Malvadas guerras, odiosos políticos,
perversos generales, que envían a la muerte a los jóvenes sin ideales, sin
convicción, sin patria ni bandera, con un fusil en la espalda para que no deserten,
para que maten y se dejen matar, para que disparen balas, ametralladoras,
tanques y cañones que vomitan fuego, muerte y odio contra un enemigo que no
conocen, con el que no pueden hablar, solo matar, disparar, odiar, golpear, sin
saber por qué, destrozar, derruir, aniquilar niños, ancianos, mujeres,
soldados, muerte y más muerte, porque así se lo han ordenado quienes desde sus oficinas
y despachos, deciden sobre la vida, la guerra, la muerte y la paz, que durará
hasta que les convenga, en una brutal y siniestra espiral sin fin, que no acabará
jamás, que pagarán, como siempre, las víctimas de sus perversas guerras, y la
vergüenza infinita de una triste y sufrida humanidad.

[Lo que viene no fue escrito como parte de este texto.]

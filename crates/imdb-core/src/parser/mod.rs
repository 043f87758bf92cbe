//! HTML parsers for imdb.com episode pages
//!
//! This module contains parsers for extracting data from IMDb HTML pages:
//! - `episode`: Parse a single episode page into a record or a termination signal
//! - `series`: Parse the series title for the one-off seed resolution

pub mod episode;
pub mod series;

// Re-export main parsing functions
pub use episode::{parse_episode_page, parse_heading_numbers, parse_rating_value};
pub use series::parse_series_title;
use imdb_core::{EpisodeCrawler, ProgressEvent};

#[tokio::main]
async fn main() -> Result<(), Box<dyn std::error::Error>> {
    // Breaking Bad S01E01
    let seed = "https://www.imdb.com/title/tt0959621/";

    let crawler = EpisodeCrawler::new()?;

    println!("Resolving series title from {}...\n", seed);
    let series_title = crawler.resolve_series_title(seed).await?;
    println!("Series: {}\n", series_title);

    let result = crawler
        .crawl(seed, &series_title, |event| {
            if let ProgressEvent::EpisodeScraped {
                title,
                season,
                episode,
                rated,
            } = event
            {
                let note = if rated { "" } else { " [no rating yet]" };
                println!("- \"{}\" (S{} - E{}){}", title, season, episode, note);
            }
        })
        .await?;

    println!("\nScraped {} episode(s).", result.len());

    if let Some(span) = result.season_span() {
        for summary in result.summarize_seasons(span.seasons()) {
            let mean = summary
                .mean_rating
                .map(|m| format!("{:.2}", m))
                .unwrap_or_else(|| "—".to_string());
            println!(
                "Season {}: {} episode(s), mean rating {}",
                summary.season, summary.episode_count, mean
            );
        }
    }

    Ok(())
}
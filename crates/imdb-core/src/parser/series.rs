//! Series title parser for imdb.com
//!
//! The series title is resolved once per crawl, from the seed page, using
//! the same container-lookup rule as the episode extractor. Episode pages
//! carry the parent series in a dedicated block above the episode header.

use scraper::Html;

use crate::error::{Result, ScrapeError};

use super::episode::required;

/// Parse the series title from an episode page.
///
/// The title lives in the `title` attribute of the parent-series link, not
/// in its text, which holds the episode-count label instead.
///
/// # Arguments
/// * `html` - Raw HTML content of an episode page
///
/// # Returns
/// * `Ok(String)` with the series display title
/// * `Err(ScrapeError::TemplateMismatch)` if the parent-series block or its
///   link is absent, which means the address does not point to a valid
///   episode page
pub fn parse_series_title(html: &str) -> Result<String> {
    let document = Html::parse_document(html);
    let root = document.root_element();

    let container = required(root, "div.titleParent", "series title block")?;
    let link = required(container, "a", "series title link")?;

    let title = link
        .value()
        .attr("title")
        .map(str::trim)
        .unwrap_or_default();
    if title.is_empty() {
        return Err(ScrapeError::TemplateMismatch(
            "series title attribute".to_string(),
        ));
    }

    Ok(title.to_string())
}
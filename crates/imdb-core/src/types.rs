//! Data types for the IMDb episode-ratings crawler
//!
//! This module contains the core data structures used throughout the
//! library. `EpisodeRecord` and `CrawlResult` serialize to the exact JSON
//! shape the downstream season summary reads back.

use serde::{Deserialize, Deserializer, Serialize, Serializer};

/// Rating value recorded when IMDb has not published a rating yet.
///
/// IMDb never issues a true zero rating, so `0.0` doubles as the
/// "no rating yet" sentinel. The persisted format requires a concrete
/// number for every episode, which rules out an absent/nullable field.
pub const NO_RATING: f64 = 0.0;

/// One scraped episode
#[derive(Debug, Clone, PartialEq, Serialize, Deserialize)]
pub struct EpisodeRecord {
    /// Display name of the episode
    pub title: String,
    /// Season number (1-based)
    pub season: u32,
    /// Episode number within the season (1-based)
    pub episode: u32,
    /// IMDb rating in [0.0, 10.0]; `NO_RATING` if not rated yet
    pub rating: f64,
}

impl EpisodeRecord {
    /// Whether a rating was published for this episode, as opposed to
    /// the `NO_RATING` sentinel.
    pub fn is_rated(&self) -> bool {
        self.rating != NO_RATING
    }
}

/// Accumulated result of one crawl
///
/// Created empty at crawl start, appended to once per extracted page, and
/// final once the crawl terminates. Episodes stay in crawl-discovery order,
/// which is broadcast order because the pages are linked in sequence.
#[derive(Debug, Clone, PartialEq)]
pub struct CrawlResult {
    /// Series title, resolved once before the crawl starts
    pub series_title: String,
    /// Scraped episodes in discovery order
    pub episodes: Vec<EpisodeRecord>,
}

impl CrawlResult {
    /// Create an empty result for the given series.
    pub fn new(series_title: impl Into<String>) -> Self {
        Self {
            series_title: series_title.into(),
            episodes: Vec::new(),
        }
    }

    /// Number of scraped episodes.
    pub fn len(&self) -> usize {
        self.episodes.len()
    }

    /// Whether no episode has been scraped.
    pub fn is_empty(&self) -> bool {
        self.episodes.is_empty()
    }
}

// The file format is a two-element sequence [series_title, episodes], kept
// for round-trip compatibility with existing result files.
impl Serialize for CrawlResult {
    fn serialize<S>(&self, serializer: S) -> std::result::Result<S::Ok, S::Error>
    where
        S: Serializer,
    {
        (&self.series_title, &self.episodes).serialize(serializer)
    }
}

impl<'de> Deserialize<'de> for CrawlResult {
    fn deserialize<D>(deserializer: D) -> std::result::Result<Self, D::Error>
    where
        D: Deserializer<'de>,
    {
        let (series_title, episodes) = <(String, Vec<EpisodeRecord>)>::deserialize(deserializer)?;
        Ok(Self {
            series_title,
            episodes,
        })
    }
}

/// Outcome of extracting a single episode page
#[derive(Debug, Clone, PartialEq)]
pub enum PageOutcome {
    /// The page describes an already-broadcast episode
    Aired {
        /// Extracted episode data
        record: EpisodeRecord,
        /// Address of the next episode page, possibly relative;
        /// `None` on the last episode of the series
        next_url: Option<String>,
    },
    /// The broadcast-date indicator announces a future air date;
    /// the crawl ends here without a record for this page
    Unaired,
}

#[cfg(test)]
mod tests {
    use super::*;

    fn sample_record() -> EpisodeRecord {
        EpisodeRecord {
            title: "Ozymandias".to_string(),
            season: 5,
            episode: 14,
            rating: 10.0,
        }
    }

    #[test]
    fn test_episode_record_serialization_field_names() {
        let json = serde_json::to_value(sample_record()).unwrap();
        assert_eq!(json["title"], "Ozymandias");
        assert_eq!(json["season"], 5);
        assert_eq!(json["episode"], 14);
        assert_eq!(json["rating"], 10.0);
    }

    #[test]
    fn test_episode_record_is_rated() {
        assert!(sample_record().is_rated());

        let unrated = EpisodeRecord {
            title: "Finale".to_string(),
            season: 6,
            episode: 1,
            rating: NO_RATING,
        };
        assert!(!unrated.is_rated());
    }

    #[test]
    fn test_crawl_result_serializes_as_two_element_sequence() {
        let mut result = CrawlResult::new("Breaking Bad");
        result.episodes.push(sample_record());

        let json = serde_json::to_value(&result).unwrap();
        let array = json.as_array().expect("top level must be a sequence");
        assert_eq!(array.len(), 2);
        assert_eq!(array[0], "Breaking Bad");
        assert_eq!(array[1].as_array().unwrap().len(), 1);
    }

    #[test]
    fn test_crawl_result_round_trip() {
        let mut result = CrawlResult::new("Breaking Bad");
        result.episodes.push(sample_record());
        result.episodes.push(EpisodeRecord {
            title: "Felina".to_string(),
            season: 5,
            episode: 16,
            rating: 9.9,
        });

        let json = serde_json::to_string(&result).unwrap();
        let restored: CrawlResult = serde_json::from_str(&json).unwrap();
        assert_eq!(restored, result);
    }

    #[test]
    fn test_crawl_result_starts_empty() {
        let result = CrawlResult::new("Test Series");
        assert!(result.is_empty());
        assert_eq!(result.len(), 0);
    }
}
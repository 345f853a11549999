//! Builders for synthetic MinPHR buffers used by the unit tests.

use crate::dataset::Hrtf;
use crate::decode::{decode_dataset, MAGIC_V0, MAGIC_V1};

/// Build a v1 buffer with explicit per-direction coefficients and delays.
///
/// `coeff(direction, sample)` fills the quantized impulse responses,
/// `delay(direction)` the delay table.
pub(crate) fn v1_buffer(
    sample_rate: u32,
    ir_size: usize,
    az_count: &[u8],
    coeff: &dyn Fn(usize, usize) -> i16,
    delay: &dyn Fn(usize) -> u8,
) -> Vec<u8> {
    let mut buf = Vec::new();
    buf.extend_from_slice(MAGIC_V1);
    buf.extend_from_slice(&sample_rate.to_le_bytes());
    buf.push(ir_size as u8);
    buf.push(az_count.len() as u8);
    buf.extend_from_slice(az_count);

    let ir_count: usize = az_count.iter().map(|&c| c as usize).sum();
    for d in 0..ir_count {
        for s in 0..ir_size {
            buf.extend_from_slice(&coeff(d, s).to_le_bytes());
        }
    }
    for d in 0..ir_count {
        buf.push(delay(d));
    }
    buf
}

/// Build a v0 buffer. `ir_count` and `ev_offset` are written as-is so tests
/// can produce inconsistent tables.
pub(crate) fn v0_buffer(
    sample_rate: u32,
    ir_count: u16,
    ir_size: u16,
    ev_offset: &[u16],
    coeff: &dyn Fn(usize, usize) -> i16,
    delay: &dyn Fn(usize) -> u8,
) -> Vec<u8> {
    let mut buf = Vec::new();
    buf.extend_from_slice(MAGIC_V0);
    buf.extend_from_slice(&sample_rate.to_le_bytes());
    buf.extend_from_slice(&ir_count.to_le_bytes());
    buf.extend_from_slice(&ir_size.to_le_bytes());
    buf.push(ev_offset.len() as u8);
    for &off in ev_offset {
        buf.extend_from_slice(&off.to_le_bytes());
    }
    for d in 0..ir_count as usize {
        for s in 0..ir_size as usize {
            buf.extend_from_slice(&coeff(d, s).to_le_bytes());
        }
    }
    for d in 0..ir_count as usize {
        buf.push(delay(d));
    }
    buf
}

/// A valid 44.1 kHz v1 buffer that stores each direction's index in sample
/// 0 (scaled by 1) and zeroes elsewhere, with all delays 0.
pub(crate) fn simple_v1_buffer(az_count: &[u8], ir_size: usize) -> Vec<u8> {
    v1_buffer(
        44100,
        ir_size,
        az_count,
        &|d, s| if s == 0 { d as i16 } else { 0 },
        &|_| 0,
    )
}

/// Decode a buffer that is expected to be valid, under the test filename.
pub(crate) fn decode_v1(data: &[u8]) -> Hrtf {
    decode_dataset("test.mhr", data).expect("test buffer must decode")
}
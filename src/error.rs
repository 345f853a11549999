//! Error types for MinPHR dataset loading.

use thiserror::Error;

/// Errors produced while decoding or loading an HRTF dataset.
///
/// Every variant is recoverable at the granularity of a single load attempt:
/// the failing buffer is abandoned and the caller may move on to the next
/// candidate dataset.
#[derive(Error, Debug)]
pub enum HrtfError {
    #[error("unexpected end of data (need {needed} more bytes, have {remaining})")]
    Truncated { needed: usize, remaining: usize },

    #[error("unrecognized header magic {found:?}")]
    UnrecognizedHeader { found: [u8; 8] },

    #[error("unsupported {field}: {value} ({detail})")]
    OutOfRange {
        field: &'static str,
        value: u32,
        detail: &'static str,
    },

    #[error("invalid elevation offset at ring {index}: {offset} (previous bound {prev})")]
    InvalidOffsetOrdering { index: usize, offset: u32, prev: u32 },

    #[error("failed to allocate {bytes} bytes for the coefficient table")]
    Allocation { bytes: usize },

    #[error("IO error: {0}")]
    Io(#[from] std::io::Error),
}

pub type Result<T> = std::result::Result<T, HrtfError>;
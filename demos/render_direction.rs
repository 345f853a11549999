//! Synthesizes a small MinPHR dataset in memory, loads it through the
//! registry, and renders the filter data a mixer would consume for one
//! source direction plus the B-format bank.
//!
//! Run with `RUST_LOG=debug` to see the load and synthesis diagnostics.

use anyhow::Result;
use minphr::{direction_angles, HrtfRegistry, Vec3, HRIR_LENGTH, HRTF_DELAY_BITS, MAX_IR_SIZE};

fn main() -> Result<()> {
    env_logger::init();

    let registry = HrtfRegistry::new();
    let hrtf = registry.load("demo.mhr", &build_demo_dataset())?;
    println!(
        "loaded {}: {} Hz, {} directions, {}-sample HRIRs",
        hrtf.filename(),
        hrtf.sample_rate(),
        hrtf.ir_count(),
        hrtf.ir_size()
    );

    // A source up and to the right of the listener.
    let (elevation, azimuth) = direction_angles(Vec3::new(1.0, 0.5, -1.0));
    let mut coeffs = [[0.0f32; 2]; MAX_IR_SIZE];
    let mut delays = [0u32; 2];
    hrtf.lerped_coeffs(elevation, azimuth, 0.0, 1.0, &mut coeffs, &mut delays);

    println!(
        "direction ({:.2} rad, {:.2} rad): delays {} / {} samples",
        elevation,
        azimuth,
        delays[0] >> HRTF_DELAY_BITS,
        delays[1] >> HRTF_DELAY_BITS,
    );
    for (s, pair) in coeffs[..hrtf.ir_size()].iter().enumerate() {
        println!("  tap {s}: L {:+.5}  R {:+.5}", pair[0], pair[1]);
    }

    let mut bank = vec![[[0.0f32; 2]; HRIR_LENGTH]; 4];
    let length = hrtf.build_bformat(&mut bank, 4);
    println!("B-format filter bank: effective length {length} samples");
    for (ch, name) in ["W", "X", "Y", "Z"].iter().enumerate() {
        let peak = bank[ch][..length]
            .iter()
            .flatten()
            .fold(0.0f32, |acc, &c| acc.max(c.abs()));
        println!("  {name}: peak |coeff| {peak:.5}");
    }

    Ok(())
}

/// A 5-ring, 32-direction v1 dataset with a decaying impulse whose sample-0
/// amplitude tilts with azimuth, enough structure for the demo output to
/// move with the source direction.
fn build_demo_dataset() -> Vec<u8> {
    let az_count: [u8; 5] = [4, 8, 8, 8, 4];
    let ir_size = 8usize;
    let ir_count: usize = az_count.iter().map(|&c| c as usize).sum();

    let mut buf = Vec::new();
    buf.extend_from_slice(b"MinPHR01");
    buf.extend_from_slice(&44100u32.to_le_bytes());
    buf.push(ir_size as u8);
    buf.push(az_count.len() as u8);
    buf.extend_from_slice(&az_count);

    for d in 0..ir_count {
        for s in 0..ir_size {
            let decay = 24000.0 * 0.5f32.powi(s as i32);
            let tilt = 1.0 + 0.2 * (d as f32 * 0.7).sin();
            buf.extend_from_slice(&((decay * tilt) as i16).to_le_bytes());
        }
    }
    for d in 0..ir_count {
        buf.push((d % 16) as u8);
    }
    buf
}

Viles guerras, como la que en pleno
siglo XXI se ha desatado, aquí, en la cansada Europa, como si de una terrible maldición
silenciosa y cruel, azotara a la humanidad, que parece resignarse, y ante la
que no parece poner obstáculo alguno, como demuestra la brutal carrera
armamentística que los países más poderosos – y algunos que no lo son tanto – han
llevado a cabo desde siempre, y que hoy suponen una tremenda amenaza para la
supervivencia en el Planeta, algo a lo que nadie está dispuesto a renunciar, con
la excusa de la disuasión mundial, pero que sin duda representa un perpetuo
riesgo para la paz.
Perversas guerras, que ahora han hecho que las alarmas hayan saltado en añicos, ante la perspectiva del uso de armas nucleares, que supondrían un salto brutalmente cualitativo, que nadie se atreve a descartar, y que, aunque nos parezca imposible, pudiera suceder en este afligido planeta Tierra, que en apenas unos milenios tantas veces ha experimentado sobre su sufrida piel, que aunque parece permanecer impasible, nos recuerda de vez en cuando que su paciencia se acaba, y que nosotros, la raza humana, seríamos siempre los perdedores ante un cataclismo total que nos extinguiría a los seres humanos, mientras que ella, nuestra hermosa y paciente Tierra, continuaría girando durante el resto de los tiempos sin el peso de tanta y tan violenta carga como ha soportado a lo largo de la penosa historia de la humanidad.